> **Required work**: Write how many lines in the records below include the string "single". No other text should be given.

Segment Start: Provided information

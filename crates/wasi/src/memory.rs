//! Bit-exact encoding and decoding of `wasi_snapshot_preview1` data structures
//! in the guest's linear memory.
//!
//! Every function here takes a fresh `&mut [u8]` borrowed from the guest's
//! exported `memory` for the duration of a single host call. Callers must
//! never cache a slice across calls: the guest can grow its memory in
//! between, which would invalidate any previously captured view.

use crate::types::{Errno, FileType, FDSTAT_SIZE, FILESTAT_SIZE, IOVEC_SIZE, PRESTAT_SIZE};

/// One guest-addressed `iovec`/`ciovec`: `{ buf: u32, len: u32 }`.
#[derive(Copy, Clone, Debug)]
pub struct RawIoVec {
    pub buf: u32,
    pub len: u32,
}

fn check_bounds(memory: &[u8], offset: u32, len: u32) -> Result<(), Errno> {
    let end = (offset as usize).checked_add(len as usize).ok_or(Errno::Inval)?;
    if end > memory.len() {
        return Err(Errno::Inval);
    }
    Ok(())
}

/// Reads `count` little-endian `iovec` descriptors starting at `ptr`.
pub fn read_iovecs(memory: &[u8], ptr: u32, count: u32) -> Result<Vec<RawIoVec>, Errno> {
    check_bounds(memory, ptr, count.saturating_mul(IOVEC_SIZE))?;
    let mut iovecs = Vec::with_capacity(count as usize);
    for i in 0..count {
        let base = ptr as usize + (i * IOVEC_SIZE) as usize;
        let buf = u32::from_le_bytes(memory[base..base + 4].try_into().unwrap());
        let len = u32::from_le_bytes(memory[base + 4..base + 8].try_into().unwrap());
        iovecs.push(RawIoVec { buf, len });
    }
    Ok(iovecs)
}

/// Borrows mutable subviews of `memory` for each iovec in `iovecs`, in order.
///
/// Used by readers: each returned slice is writable guest memory the import
/// handler fills with data read from some source.
pub fn iov_views_mut<'m>(
    memory: &'m mut [u8],
    iovecs: &[RawIoVec],
) -> Result<Vec<&'m mut [u8]>, Errno> {
    for iov in iovecs {
        check_bounds(memory, iov.buf, iov.len)?;
    }
    // Non-overlapping by WASI convention; split_at_mut per slice via raw pointers
    // keeps this a single borrow of `memory` for the whole batch.
    let base_ptr = memory.as_mut_ptr();
    let mem_len = memory.len();
    let mut views = Vec::with_capacity(iovecs.len());
    for iov in iovecs {
        let start = iov.buf as usize;
        let len = iov.len as usize;
        debug_assert!(start + len <= mem_len);
        // SAFETY: bounds were checked above and iovecs are guest-supplied
        // buffer descriptors that the guest itself guarantees don't alias
        // in ways that would violate Rust's aliasing rules for this call.
        let slice = unsafe { std::slice::from_raw_parts_mut(base_ptr.add(start), len) };
        views.push(slice);
    }
    Ok(views)
}

/// Borrows immutable subviews of `memory` for each iovec in `iovecs`, in order.
///
/// Used by writers: each returned slice is the guest data to be written out.
pub fn iov_views<'m>(memory: &'m [u8], iovecs: &[RawIoVec]) -> Result<Vec<&'m [u8]>, Errno> {
    for iov in iovecs {
        check_bounds(memory, iov.buf, iov.len)?;
    }
    Ok(iovecs
        .iter()
        .map(|iov| &memory[iov.buf as usize..iov.buf as usize + iov.len as usize])
        .collect())
}

/// Writes `bytes` at `offset`. Returns the number of bytes written.
pub fn write_bytes(memory: &mut [u8], offset: u32, bytes: &[u8]) -> Result<u32, Errno> {
    check_bounds(memory, offset, bytes.len() as u32)?;
    let start = offset as usize;
    memory[start..start + bytes.len()].copy_from_slice(bytes);
    Ok(bytes.len() as u32)
}

/// Writes the UTF-8 bytes of `s` at `offset`, with no NUL terminator.
pub fn write_string(memory: &mut [u8], offset: u32, s: &str) -> Result<u32, Errno> {
    write_bytes(memory, offset, s.as_bytes())
}

/// UTF-8 byte length of `s`, as reported by `*_sizes_get` companions.
pub fn byte_length(s: &str) -> u32 {
    s.len() as u32
}

/// Reads `len` bytes at `ptr` and decodes them as UTF-8.
pub fn read_string(memory: &[u8], ptr: u32, len: u32) -> Result<String, Errno> {
    check_bounds(memory, ptr, len)?;
    let bytes = &memory[ptr as usize..ptr as usize + len as usize];
    String::from_utf8(bytes.to_vec()).map_err(|_| Errno::Inval)
}

pub fn write_u16(memory: &mut [u8], offset: u32, value: u16) -> Result<(), Errno> {
    check_bounds(memory, offset, 2)?;
    memory[offset as usize..offset as usize + 2].copy_from_slice(&value.to_le_bytes());
    Ok(())
}

pub fn write_u32(memory: &mut [u8], offset: u32, value: u32) -> Result<(), Errno> {
    check_bounds(memory, offset, 4)?;
    memory[offset as usize..offset as usize + 4].copy_from_slice(&value.to_le_bytes());
    Ok(())
}

pub fn write_u64(memory: &mut [u8], offset: u32, value: u64) -> Result<(), Errno> {
    check_bounds(memory, offset, 8)?;
    memory[offset as usize..offset as usize + 8].copy_from_slice(&value.to_le_bytes());
    Ok(())
}

/// Writes a zeroed `fdstat` struct, setting only `filetype` and `fs_flags`.
pub fn write_fdstat(memory: &mut [u8], ptr: u32, filetype: FileType, flags: u16) -> Result<(), Errno> {
    check_bounds(memory, ptr, FDSTAT_SIZE)?;
    let base = ptr as usize;
    memory[base..base + FDSTAT_SIZE as usize].fill(0);
    memory[base] = filetype as u8;
    write_u16(memory, ptr + 2, flags)?;
    Ok(())
}

/// Writes a zeroed `filestat` struct except for `filetype`. Callers that know
/// a non-zero size overwrite it afterwards with [`write_filestat_size`].
pub fn write_filestat(memory: &mut [u8], ptr: u32, filetype: FileType) -> Result<(), Errno> {
    check_bounds(memory, ptr, FILESTAT_SIZE)?;
    let base = ptr as usize;
    memory[base..base + FILESTAT_SIZE as usize].fill(0);
    memory[base + 16] = filetype as u8;
    Ok(())
}

/// Overwrites the `size` field (offset 32) of an already-written `filestat`.
pub fn write_filestat_size(memory: &mut [u8], ptr: u32, size: u64) -> Result<(), Errno> {
    write_u64(memory, ptr + 32, size)
}

/// Writes a `prestat` tagged as a preopened directory with the given path length.
pub fn write_prestat_dir(memory: &mut [u8], ptr: u32, path_len: u32) -> Result<(), Errno> {
    check_bounds(memory, ptr, PRESTAT_SIZE)?;
    let base = ptr as usize;
    memory[base..base + PRESTAT_SIZE as usize].fill(0);
    write_u32(memory, ptr + 4, path_len)?;
    Ok(())
}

Segment End: Provided information

> **Exercise solution**: 2